Reprinted: http://www.ibm.com/developerworks/cn/opensource/os-xmldomphp/
Introduction:There are many techniques that can be used to read and write XML in PHP. This article provides three methods to read XML: using the DOM library, using the SAX Parser, and using regular expressions. It also describes how to use Dom and PHP text templates to write XML.
Reading and Writing Extensible Markup Language (XML) in PHP may seem a little scary. In fact, XML and all its related technologies may be terrible, but reading and writing XML with PHP is not necessarily a terrible task. First, you need to learn a little about XML-what it is and what it is used. Then, you need to learn how to read and write XML in PHP, and there are many ways to do this.
This article provides a brief introduction to XML and explains how to use PHP to read and write XML.
What is XML?
XML is a data storage format. It does not define what data to save or define the data format. XML only defines the attributes of tags and these tags. Well-formatted XML markup looks like this:
<name>Jack Herrington</name>
This<name>
Mark contains some text: Jack herrington.

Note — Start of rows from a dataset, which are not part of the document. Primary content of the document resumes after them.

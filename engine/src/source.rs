//! Row sources - where imported records come from.
//!
//! Any [`RowSource`] can feed an import; [`read_rows`] turns whatever error
//! the source raises into [`Error::InvalidInputDocument`]. [`CsvSource`] is
//! the delimited-text source: the first non-empty line names the columns,
//! dot-path column names expand into nested objects.

use crate::{error::Result, Error, Record};
use serde::{Deserialize, Serialize};
use serde_json::{Number, Value};
use std::convert::Infallible;

/// UTF-8 byte order mark.
const UTF8_BOM: &[u8] = &[0xEF, 0xBB, 0xBF];

/// Produces the ordered rows of one import.
pub trait RowSource {
    type Error: std::fmt::Display;

    fn read(self) -> std::result::Result<Vec<Record>, Self::Error>;
}

impl RowSource for Vec<Record> {
    type Error = Infallible;

    fn read(self) -> std::result::Result<Vec<Record>, Self::Error> {
        Ok(self)
    }
}

/// Read all rows, collapsing any source failure into one signal.
pub fn read_rows<S: RowSource>(source: S) -> Result<Vec<Record>> {
    source
        .read()
        .map_err(|e| Error::InvalidInputDocument(e.to_string()))
}

/// Delimited-text parsing options.
#[derive(Debug, Clone, PartialEq, Eq, Serialize, Deserialize)]
#[serde(rename_all = "camelCase", default)]
pub struct ParseConfig {
    /// Field delimiter, must be ASCII.
    pub delimiter: char,
    /// Convert empty cells to `null`, `true`/`false` to booleans and numeric
    /// text to numbers. Otherwise every cell stays a string.
    pub dynamic_typing: bool,
    /// Refuse documents with more data rows than this.
    pub max_rows: Option<usize>,
}

impl Default for ParseConfig {
    fn default() -> Self {
        Self {
            delimiter: ',',
            dynamic_typing: false,
            max_rows: None,
        }
    }
}

/// Why a delimited document could not be read.
#[derive(Debug, thiserror::Error)]
pub enum ParseError {
    #[error("delimiter must be a single ASCII character, got {0:?}")]
    Delimiter(char),

    #[error("document exceeds the maximum of {0} rows")]
    TooManyRows(usize),

    #[error(transparent)]
    Csv(#[from] csv::Error),
}

/// Delimited text held in memory.
#[derive(Debug, Clone)]
pub struct CsvSource<'a> {
    data: &'a [u8],
    config: ParseConfig,
}

impl<'a> CsvSource<'a> {
    pub fn new(data: &'a [u8]) -> Self {
        Self::with_config(data, ParseConfig::default())
    }

    pub fn with_config(data: &'a [u8], config: ParseConfig) -> Self {
        Self { data, config }
    }

    fn cell(&self, raw: &str) -> Value {
        if !self.config.dynamic_typing {
            return Value::String(raw.to_string());
        }
        coerce(raw)
    }
}

impl RowSource for CsvSource<'_> {
    type Error = ParseError;

    fn read(self) -> std::result::Result<Vec<Record>, ParseError> {
        if !self.config.delimiter.is_ascii() {
            return Err(ParseError::Delimiter(self.config.delimiter));
        }

        let data = self.data.strip_prefix(UTF8_BOM).unwrap_or(self.data);
        let mut reader = csv::ReaderBuilder::new()
            .has_headers(false)
            .flexible(true)
            .delimiter(self.config.delimiter as u8)
            .from_reader(data);

        let mut lines = reader.records();
        let columns: Vec<String> = loop {
            match lines.next() {
                None => return Ok(Vec::new()),
                Some(line) => {
                    let line = line?;
                    if !is_blank(&line) {
                        break line.iter().map(str::to_string).collect();
                    }
                }
            }
        };

        let mut rows = Vec::new();
        for result in lines {
            let line = result?;
            if is_blank(&line) {
                continue;
            }

            if let Some(max) = self.config.max_rows {
                if rows.len() >= max {
                    return Err(ParseError::TooManyRows(max));
                }
            }

            // cells missing from short lines are left out, surplus cells ignored
            let mut row = Record::new();
            for (column, raw) in columns.iter().zip(line.iter()) {
                row.insert_path(column, self.cell(raw));
            }
            rows.push(row);
        }

        Ok(rows)
    }
}

fn is_blank(line: &csv::StringRecord) -> bool {
    line.iter().all(str::is_empty)
}

/// Type a raw cell the way spreadsheet exports usually mean it.
fn coerce(raw: &str) -> Value {
    match raw {
        "" => return Value::Null,
        "true" | "TRUE" => return Value::Bool(true),
        "false" | "FALSE" => return Value::Bool(false),
        _ => {}
    }

    let text = raw.trim();
    if let Ok(i) = text.parse::<i64>() {
        return Value::from(i);
    }
    // f64 parsing also accepts "inf" and "NaN", which are not numbers here
    let numeric = text.bytes().any(|b| b.is_ascii_digit())
        && text
            .bytes()
            .all(|b| b.is_ascii_digit() || matches!(b, b'.' | b'-' | b'+' | b'e' | b'E'));
    if numeric {
        if let Some(n) = text.parse::<f64>().ok().and_then(Number::from_f64) {
            return Value::Number(n);
        }
    }
    Value::String(raw.to_string())
}
impl ImportSession {
    pub fn new(
        store: Arc<dyn RecordStore>,
        resource: impl Into<String>,
        options: ImportOptions,
    ) -> Self {
        let resource = resource.into();
        let log = RunLog::new(&resource, options.logging_enabled);
        Self {
            store,
            resource,
            options,
            log,
            state: ImportState::Idle,
            run: Run::default(),
        }
    }

    pub fn state(&self) -> ImportState {
        self.state
    }

    pub fn resource(&self) -> &str {
        &self.resource
    }

    pub fn options(&self) -> &ImportOptions {
        &self.options
    }

    /// Identifiers found to exist during the current run.
    pub fn collisions(&self) -> &CollisionSet {
        &self.run.collisions
    }

    /// Feed one input. An input the current state cannot take, or a disabled
    /// action, is refused and leaves the session as it was.
    pub async fn advance(&mut self, input: Input) -> Result<Step> {
        match (self.state, input) {
            (ImportState::Idle, Input::Rows(rows)) => self.begin(rows).await,
            (ImportState::AwaitingStrategy, Input::Strategy(strategy)) => {
                self.apply_strategy(strategy).await
            }
            (ImportState::PerItemDeciding, Input::Decision(decision)) => {
                self.apply_decision(decision).await
            }
            (ImportState::AwaitingStrategy | ImportState::PerItemDeciding, Input::Cancel) => {
                self.abandon_unresolved();
                self.finalize()
            }
            (state, input) => Err(Error::InvalidTransition {
                state,
                input: input.name(),
            }),
        }
    }

    pub async fn start(&mut self, rows: Vec<Record>) -> Result<Step> {
        self.advance(Input::Rows(rows)).await
    }

    /// Read `source` and start a run over its rows.
    pub async fn start_from<S: RowSource>(&mut self, source: S) -> Result<Step> {
        if self.state != ImportState::Idle {
            return Err(Error::InvalidTransition {
                state: self.state,
                input: "rows",
            });
        }
        let rows = read_rows(source).map_err(|e| {
            self.log.failure("parse", &e);
            e
        })?;
        self.start(rows).await
    }

    pub async fn choose(&mut self, strategy: Strategy) -> Result<Step> {
        self.advance(Input::Strategy(strategy)).await
    }

    pub async fn decide(&mut self, decision: Decision) -> Result<Step> {
        self.advance(Input::Decision(decision)).await
    }

    pub async fn cancel(&mut self) -> Result<Step> {
        self.advance(Input::Cancel).await
    }

    /// Run a whole import, answering every question with `prompter`.
    ///
    /// If the prompter picks an action the session refuses, the unresolved
    /// rows are dropped, the rows already written are reported through the
    /// callbacks, and the refusal is returned.
    pub async fn run(&mut self, rows: Vec<Record>, prompter: &dyn Prompter) -> Result<ImportSummary> {
        let mut step = self.start(rows).await?;
        loop {
            let next = match step {
                Step::Finished(summary) => return Ok(summary),
                Step::ChooseStrategy(request) => {
                    let strategy = prompter.choose_strategy(&request).await;
                    self.choose(strategy).await
                }
                Step::Decide(request) => {
                    let decision = prompter.decide(&request).await;
                    self.decide(decision).await
                }
            };
            step = match next {
                Ok(step) => step,
                Err(refusal) => {
                    // fatal errors have already returned the session to idle
                    if self.state != ImportState::Idle {
                        self.abandon_unresolved();
                        if let Err(e) = self.finalize() {
                            self.log.warn("run", &e);
                        }
                    }
                    return Err(refusal);
                }
            };
        }
    }

    async fn begin(&mut self, rows: Vec<Record>) -> Result<Step> {
        self.run = Run::default();

        self.transition(ImportState::Validating);
        let rows = match &self.options.transform_rows {
            Some(transform) => transform.transform(rows).await,
            None => rows,
        };
        self.run.total = rows.len();
        let validated =
            validate_all(&rows, self.options.validate_row.as_deref(), &self.log).await;
        if let Err(e) = validated {
            return Err(self.fail(e));
        }

        self.transition(ImportState::DetectingCollisions);
        let detector = CollisionDetector::new(self.store.as_ref(), &self.resource, &self.log);
        let detected = detector.detect(&rows, !self.options.disable_bulk_lookup).await;
        let collisions = match detected {
            Ok(collisions) => collisions,
            Err(e) => return Err(self.fail(e)),
        };
        let (fresh, colliding) = collision::partition(rows, &collisions);
        self.log.debug(
            "detect",
            format_args!("{} new, {} colliding", fresh.len(), colliding.len()),
        );

        self.transition(ImportState::AutoCommittingNew);
        self.run.created = fresh.len();
        let reports = self.commit(CommitAction::Create, fresh, true).await;
        self.run.reports.extend(reports);

        self.run.collisions = collisions;
        self.run.colliding = colliding;
        if self.run.colliding.is_empty() {
            return self.finalize();
        }

        self.transition(ImportState::AwaitingStrategy);
        Ok(Step::ChooseStrategy(StrategyRequest {
            total: self.run.total,
            created: self.run.created,
            conflicts: self.run.collisions.ids().to_vec(),
            replace_enabled: !self.options.disable_replace,
        }))
    }

    async fn apply_strategy(&mut self, strategy: Strategy) -> Result<Step> {
        match strategy {
            Strategy::ReplaceAll => {
                if self.options.disable_replace {
                    return Err(Error::ActionDisabled("replace"));
                }
                self.transition(ImportState::BulkReplacing);
                let colliding = std::mem::take(&mut self.run.colliding);
                let reports = self.commit(CommitAction::Overwrite, colliding, true).await;
                self.run.reports.extend(reports);
                self.finalize()
            }
            Strategy::SkipAll => {
                self.transition(ImportState::BulkSkipping);
                self.run.skipped += std::mem::take(&mut self.run.colliding).len();
                self.finalize()
            }
            Strategy::DecidePerItem => {
                self.transition(ImportState::PerItemDeciding);
                self.run.pending = per_item_stack(
                    &self.run.collisions,
                    std::mem::take(&mut self.run.colliding),
                );
                Ok(self.next_decision())
            }
        }
    }

    async fn apply_decision(&mut self, decision: Decision) -> Result<Step> {
        match decision {
            Decision::Replace if self.options.disable_replace => {
                return Err(Error::ActionDisabled("replace"))
            }
            Decision::AddAsNew if self.options.disable_add_new => {
                return Err(Error::ActionDisabled("add as new"))
            }
            Decision::CancelRemaining => {
                self.abandon_unresolved();
                return self.finalize();
            }
            _ => {}
        }

        let Some(record) = self.run.pending.pop() else {
            return self.finalize();
        };
        match decision {
            Decision::Replace => {
                let reports = self.commit(CommitAction::Overwrite, vec![record], false).await;
                self.run.reports.extend(reports);
            }
            Decision::AddAsNew => {
                let reports = self
                    .commit(CommitAction::Create, vec![record.without_id()], false)
                    .await;
                self.run.reports.extend(reports);
            }
            Decision::Skip | Decision::CancelRemaining => self.run.skipped += 1,
        }

        if self.run.pending.is_empty() {
            return self.finalize();
        }
        Ok(self.next_decision())
    }

    fn next_decision(&self) -> Step {
        match self.run.pending.last() {
            Some(record) => Step::Decide(DecisionRequest {
                record: record.clone(),
                remaining: self.run.pending.len(),
                replace_enabled: !self.options.disable_replace,
                add_new_enabled: !self.options.disable_add_new,
            }),
            None => Step::Finished(self.summary()),
        }
    }

    /// Write `records` through the pre-commit hook. `allow_bulk` is further
    /// limited by the matching option.
    async fn commit(
        &self,
        action: CommitAction,
        records: Vec<Record>,
        allow_bulk: bool,
    ) -> Vec<OutcomeReport> {
        if records.is_empty() {
            return Vec::new();
        }
        let records = match &self.options.pre_commit {
            Some(hook) => hook.transform(action, records).await,
            None => records,
        };

        let executor = CommitExecutor::new(self.store.as_ref(), &self.resource, &self.log);
        match action {
            CommitAction::Create => {
                let bulk = allow_bulk && !self.options.disable_bulk_create;
                executor.create_batch(records, bulk).await
            }
            CommitAction::Overwrite => {
                let bulk = allow_bulk && !self.options.disable_bulk_update;
                executor.update_batch(records, bulk).await
            }
        }
    }

    fn abandon_unresolved(&mut self) {
        let colliding = std::mem::take(&mut self.run.colliding).len();
        let pending = std::mem::take(&mut self.run.pending).len();
        self.run.skipped += colliding + pending;
        self.run.cancelled = true;
        self.log.debug(
            "cancel",
            format_args!("{} unresolved rows discarded", colliding + pending),
        );
    }

    fn finalize(&mut self) -> Result<Step> {
        self.transition(ImportState::Finalizing);
        let summary = self.summary();

        if let Some(report) = &self.options.post_commit_report {
            report(&summary.reports);
        }
        if let Some(refresh) = &self.options.on_refresh {
            refresh(&summary);
        }

        let failed: Vec<OutcomeReport> = summary.failed().into_iter().cloned().collect();
        if self.options.post_commit_report.is_none() && !failed.is_empty() {
            let total = summary.reports.len();
            return Err(self.fail(Error::PartialCommitFailure { failed, total }));
        }

        self.log.debug(
            "finalize",
            format_args!(
                "{} of {} commits succeeded, {} skipped",
                summary.succeeded(),
                summary.reports.len(),
                summary.skipped
            ),
        );
        self.reset();
        Ok(Step::Finished(summary))
    }

    fn summary(&self) -> ImportSummary {
        ImportSummary {
            resource: self.resource.clone(),
            total: self.run.total,
            conflicts: self.run.total - self.run.created,
            reports: self.run.reports.clone(),
            skipped: self.run.skipped,
            cancelled: self.run.cancelled,
        }
    }

    /// Surface a fatal error and return to `Idle`.
    fn fail(&mut self, error: Error) -> Error {
        self.transition(ImportState::Failed);
        self.log.failure("failed", &error);
        self.reset();
        error
    }

    fn reset(&mut self) {
        self.run = Run::default();
        self.transition(ImportState::Idle);
    }

    fn transition(&mut self, next: ImportState) {
        self.log.debug("state", format_args!("{} -> {}", self.state, next));
        self.state = next;
    }
}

XML tags that do not contain text look like this:
<powerUp />
There are more than one way to write something in XML. For example, the output of this tag is the same as that of the previous one:
<powerUp></powerUp>
You can also add attributes to the XML tag. For example<name>
Mark includefirst
Andlast
Attribute:
<name first="Jack" last="Herrington" />
You can also use XML to encode special characters. For example, the & symbol can be encoded like this:
&
If the XML file containing tags and attributes is formatted as in the exampleWell-formatted, Which means that the mark is symmetric and the character encoding is correct. Listing 1 is an example of a well-formatted XML.
<books> <book> <author>Jack Herrington</author> <title>PHP Hacks</title> <publisher>O'Reilly</publisher> </book> <book> <author>Jack Herrington</author> <title>Podcasting Hacks</title> <publisher>O'Reilly</publisher> </book> </books>
XML in Listing 1 contains a list of books. Parent tag<books>
Contains a group<book>
Tag, each
<book>
Mark and contain<author>
,<title>
And<publisher>
Mark.
After the XML document's tag structure and content are verified by the external mode file, the XML document is correct. Mode files can be specified in different formats. For this article, all we need is a well-formatted XML.

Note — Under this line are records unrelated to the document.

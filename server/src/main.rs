//! Import Server binary.

use importer_server::{build_router, AppState, Config, RestStore};
use std::sync::Arc;
use tracing_subscriber::{layer::SubscriberExt, util::SubscriberInitExt};

#[tokio::main]
async fn main() -> Result<(), Box<dyn std::error::Error>> {
    // Initialize tracing
    tracing_subscriber::registry()
        .with(
            tracing_subscriber::EnvFilter::try_from_default_env()
                .unwrap_or_else(|_| "importer_server=debug,importer_engine=debug,tower_http=debug".into()),
        )
        .with(tracing_subscriber::fmt::layer())
        .init();

    // Load configuration
    dotenvy::dotenv().ok();
    let config = Config::from_env()?;

    tracing::info!("Starting Import Server on {}:{}", config.host, config.port);
    tracing::info!(
        store = %config.store_url,
        bulk = ?config.store_bulk,
        "Using remote record store"
    );

    let store = RestStore::new(
        config.store_url.clone(),
        config.store_token.clone(),
        config.store_bulk,
    );
    let addr = format!("{}:{}", config.host, config.port);
    let session_ttl = config.session_ttl;
    let state = AppState::new(Arc::new(store), config);
    state.sessions.clone().spawn_reaper(session_ttl);
    tracing::info!(ttl_secs = session_ttl.as_secs(), "Evicting imports left unanswered");
    let app = build_router(state);

    // Start server
    let listener = tokio::net::TcpListener::bind(&addr).await?;
    tracing::info!("Server listening on {}", addr);

    axum::serve(listener, app).await?;

    Ok(())
}
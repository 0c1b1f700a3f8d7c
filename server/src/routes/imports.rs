//! Import endpoint routes.

use axum::{
    body::Bytes,
    extract::{Path, Query, State},
    routing::{delete, get, post},
    Json, Router,
};
use importer_engine::Input;

use crate::auth::AuthUser;
use crate::error::Result;
use crate::handlers::{
    handle_input, handle_list, handle_start, DecisionBody, ImportResponse, ListResponse,
    StartQuery, StrategyBody,
};
use crate::AppState;

/// Create import routes.
pub fn routes() -> Router<AppState> {
    Router::new()
        .route("/resources/{resource}/imports", post(start_handler))
        .route("/imports", get(list_handler))
        .route("/imports/{id}", delete(cancel_handler))
        .route("/imports/{id}/strategy", post(strategy_handler))
        .route("/imports/{id}/decision", post(decision_handler))
}

/// POST /resources/{resource}/imports - Start importing a CSV document.
async fn start_handler(
    State(state): State<AppState>,
    auth: AuthUser,
    Path(resource): Path<String>,
    Query(query): Query<StartQuery>,
    body: Bytes,
) -> Result<Json<ImportResponse>> {
    tracing::debug!(
        resource = %resource,
        bytes = body.len(),
        anonymous = auth.is_anonymous(),
        "Starting import"
    );
    let response = handle_start(&state, resource, query, &body).await?;
    Ok(Json(response))
}

/// GET /imports - List open imports.
async fn list_handler(State(state): State<AppState>, _auth: AuthUser) -> Json<ListResponse> {
    Json(handle_list(&state.sessions).await)
}

/// POST /imports/{id}/strategy - Choose how to treat colliding rows.
async fn strategy_handler(
    State(state): State<AppState>,
    _auth: AuthUser,
    Path(id): Path<String>,
    Json(body): Json<StrategyBody>,
) -> Result<Json<ImportResponse>> {
    let response = handle_input(&state.sessions, &id, Input::Strategy(body.strategy)).await?;
    Ok(Json(response))
}

/// POST /imports/{id}/decision - Decide on the current colliding row.
async fn decision_handler(
    State(state): State<AppState>,
    _auth: AuthUser,
    Path(id): Path<String>,
    Json(body): Json<DecisionBody>,
) -> Result<Json<ImportResponse>> {
    let response = handle_input(&state.sessions, &id, Input::Decision(body.decision)).await?;
    Ok(Json(response))
}

/// DELETE /imports/{id} - Drop every unresolved row and finish.
async fn cancel_handler(
    State(state): State<AppState>,
    _auth: AuthUser,
    Path(id): Path<String>,
) -> Result<Json<ImportResponse>> {
    let response = handle_input(&state.sessions, &id, Input::Cancel).await?;
    Ok(Json(response))
}
//! In-process [`RecordStore`] with an inspectable call log.
//!
//! `MemoryStore` is the reference store used by the test suites and
//! benchmarks. It honours its declared [`Capabilities`], records every call it
//! receives, and can be told to fail a verb or reject particular records.

use crate::{
    error::{StoreError, StoreResult, Verb},
    store::{Capabilities, RecordStore},
    Identifier, Record, ID_FIELD,
};
use async_trait::async_trait;
use serde_json::Value;
use std::collections::{BTreeMap, BTreeSet, HashMap};
use std::sync::{Mutex, MutexGuard, PoisonError};

/// One call received by a [`MemoryStore`].
#[derive(Debug, Clone, PartialEq)]
pub struct StoreCall {
    pub verb: Verb,
    pub resource: String,
    /// Identifiers named by the call (lookups and updates).
    pub ids: Vec<Identifier>,
    /// Records carried by the call (creates and updates).
    pub records: Vec<Record>,
}

/// Records of one resource, keyed by identifier.
#[derive(Debug, Clone, Default)]
struct Collection {
    records: BTreeMap<Identifier, Record>,
}

#[derive(Debug, Default)]
struct State {
    collections: HashMap<String, Collection>,
    calls: Vec<StoreCall>,
    failures: HashMap<Verb, StoreError>,
    rejections: Vec<(String, Value)>,
    last_generated: i64,
}

impl State {
    fn log(&mut self, verb: Verb, resource: &str, ids: Vec<Identifier>, records: Vec<Record>) {
        self.calls.push(StoreCall {
            verb,
            resource: resource.to_string(),
            ids,
            records,
        });
    }

    fn injected(&self, verb: Verb) -> StoreResult<()> {
        match self.failures.get(&verb) {
            Some(err) => Err(err.clone()),
            None => Ok(()),
        }
    }

    fn check_rejected(&self, record: &Record) -> StoreResult<()> {
        for (field, value) in &self.rejections {
            if record.get_path(field) == Some(value) {
                return Err(StoreError::Rejected(format!("{} = {}", field, value)));
            }
        }
        Ok(())
    }

    fn collection(&mut self, resource: &str) -> &mut Collection {
        self.collections.entry(resource.to_string()).or_default()
    }

    fn contains(&self, resource: &str, id: &Identifier) -> bool {
        self.collections
            .get(resource)
            .map(|c| c.records.contains_key(id))
            .unwrap_or(false)
    }

    fn highest_id(&self) -> i64 {
        let max_existing = self
            .collections
            .values()
            .flat_map(|c| c.records.keys())
            .filter_map(|id| match id {
                Identifier::Int(i) => Some(*i),
                Identifier::Str(_) => None,
            })
            .max()
            .unwrap_or(0);
        self.last_generated.max(max_existing)
    }

    /// Fail unless `count` more ids can be generated.
    fn check_id_room(&self, count: usize) -> StoreResult<()> {
        let room = i64::try_from(count)
            .ok()
            .and_then(|count| self.highest_id().checked_add(count));
        match room {
            Some(_) => Ok(()),
            None => Err(StoreError::Rejected("no integer ids left to assign".into())),
        }
    }

    fn next_id(&mut self) -> StoreResult<Identifier> {
        self.check_id_room(1)?;
        self.last_generated = self.highest_id() + 1;
        Ok(Identifier::Int(self.last_generated))
    }

    /// Validate a create without applying it.
    fn check_create(&self, resource: &str, record: &Record) -> StoreResult<()> {
        self.check_rejected(record)?;
        if let Some(id) = record.id() {
            if self.contains(resource, &id) {
                return Err(StoreError::Rejected(format!("duplicate id {}", id)));
            }
        }
        Ok(())
    }

    fn apply_create(&mut self, resource: &str, mut record: Record) -> StoreResult<Record> {
        let id = match record.id() {
            Some(id) => id,
            None => {
                let id = self.next_id()?;
                record.set(ID_FIELD, id.to_value());
                id
            }
        };
        self.collection(resource).records.insert(id, record.clone());
        Ok(record)
    }

    fn check_update(&self, resource: &str, id: &Identifier, record: &Record) -> StoreResult<()> {
        if !self.contains(resource, id) {
            return Err(StoreError::NotFound(id.clone()));
        }
        self.check_rejected(record)
    }

    fn apply_update(&mut self, resource: &str, id: &Identifier, mut record: Record) -> Record {
        record.set(ID_FIELD, id.to_value());
        self.collection(resource)
            .records
            .insert(id.clone(), record.clone());
        record
    }
}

If XML looks like HTML, that's right. XML and HTML are both tag-based languages with many similarities. However, it is important to note that although XML documents may be well-formed HTML documents, not all HTML documents are well-formed XML documents. Line feed mark (br
) Is a good example of the difference between XML and HTML. This line feed mark is HTML in good format, but not XML in good format:
<p>This is a paragraph<br>
With a line break</p>
This line feed mark is a well-formatted XML and HTML:
<p>This is a paragraph<br />
With a line break</p>
To compile HTML into XML in the same format, follow the W3C Committee's extensible hypertext markup language (XHTML) standard (see
References ). All modern browsers can render XHTML. In addition, you can use XML tools to read XHTML and find the data in the document, which is much easier than parsing HTML.

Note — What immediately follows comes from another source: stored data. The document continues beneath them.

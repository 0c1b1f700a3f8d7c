//! HTTP route definitions.

mod health;
mod imports;

use crate::AppState;
use axum::Router;

/// Create all application routes.
pub fn create_routes() -> Router<AppState> {
    Router::new().merge(health::routes()).merge(imports::routes())
}
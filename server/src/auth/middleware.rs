//! Authentication middleware.
//!
//! Bearer token extraction. Without a configured `AUTH_SECRET` every request
//! is let through as anonymous; with one, the token must match it.

use axum::{
    extract::FromRequestParts,
    http::{header::AUTHORIZATION, request::Parts, StatusCode},
};

use crate::AppState;

/// Authenticated caller extracted from request.
#[derive(Debug, Clone)]
pub struct AuthUser {
    /// The bearer token, or "anonymous"
    pub token: String,
}

impl AuthUser {
    pub fn is_anonymous(&self) -> bool {
        self.token == "anonymous"
    }
}

impl FromRequestParts<AppState> for AuthUser {
    type Rejection = (StatusCode, &'static str);

    async fn from_request_parts(
        parts: &mut Parts,
        state: &AppState,
    ) -> Result<Self, Self::Rejection> {
        let auth_header = parts
            .headers
            .get(AUTHORIZATION)
            .and_then(|value| value.to_str().ok());

        let secret = state.config.auth_secret.as_deref();

        match (auth_header, secret) {
            (None, None) => Ok(AuthUser {
                token: "anonymous".to_string(),
            }),
            (None, Some(_)) => Err((StatusCode::UNAUTHORIZED, "Missing authorization header")),
            (Some(header), secret) => {
                let Some(token) = header.strip_prefix("Bearer ") else {
                    return Err((
                        StatusCode::UNAUTHORIZED,
                        "Invalid authorization header format",
                    ));
                };
                if token.is_empty() {
                    return Err((StatusCode::UNAUTHORIZED, "Empty bearer token"));
                }
                if secret.is_some_and(|secret| secret != token) {
                    tracing::debug!("Rejected bearer token");
                    return Err((StatusCode::UNAUTHORIZED, "Invalid bearer token"));
                }
                Ok(AuthUser {
                    token: token.to_string(),
                })
            }
        }
    }
}
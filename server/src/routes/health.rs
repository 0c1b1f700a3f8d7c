//! Health check endpoint.

use axum::{extract::State, routing::get, Json, Router};
use serde::Serialize;

use crate::AppState;

/// Health check response.
#[derive(Serialize)]
#[serde(rename_all = "camelCase")]
pub struct HealthResponse {
    pub status: String,
    pub version: String,
    pub open_imports: usize,
}

/// Create health routes.
pub fn routes() -> Router<AppState> {
    Router::new()
        .route("/health", get(health_check))
        .route("/", get(root))
}

/// Health check handler.
async fn health_check(State(state): State<AppState>) -> Json<HealthResponse> {
    Json(HealthResponse {
        status: "ok".to_string(),
        version: env!("CARGO_PKG_VERSION").to_string(),
        open_imports: state.sessions.session_count(),
    })
}

/// Root handler.
async fn root() -> &'static str {
    "Record Import Server"
}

Use the DOM library to read XML
The easiest way to read well-formed XML files is to compile them into some PHP-installed Document Object Model (DOM) libraries. The Dom library reads the entire XML document into the memory and uses the node tree to represent it, as shown in 1.
Figure 1. xml dom tree of library XML
At the top of the treebooks
There are two nodesbook
Child tag. In each bookauthor
,publisher
And
title
Several nodes.author
,publisher
Andtitle
Each node has a text subnode.
The code for reading the XML file of a book and displaying the content in Dom is shown in List 2.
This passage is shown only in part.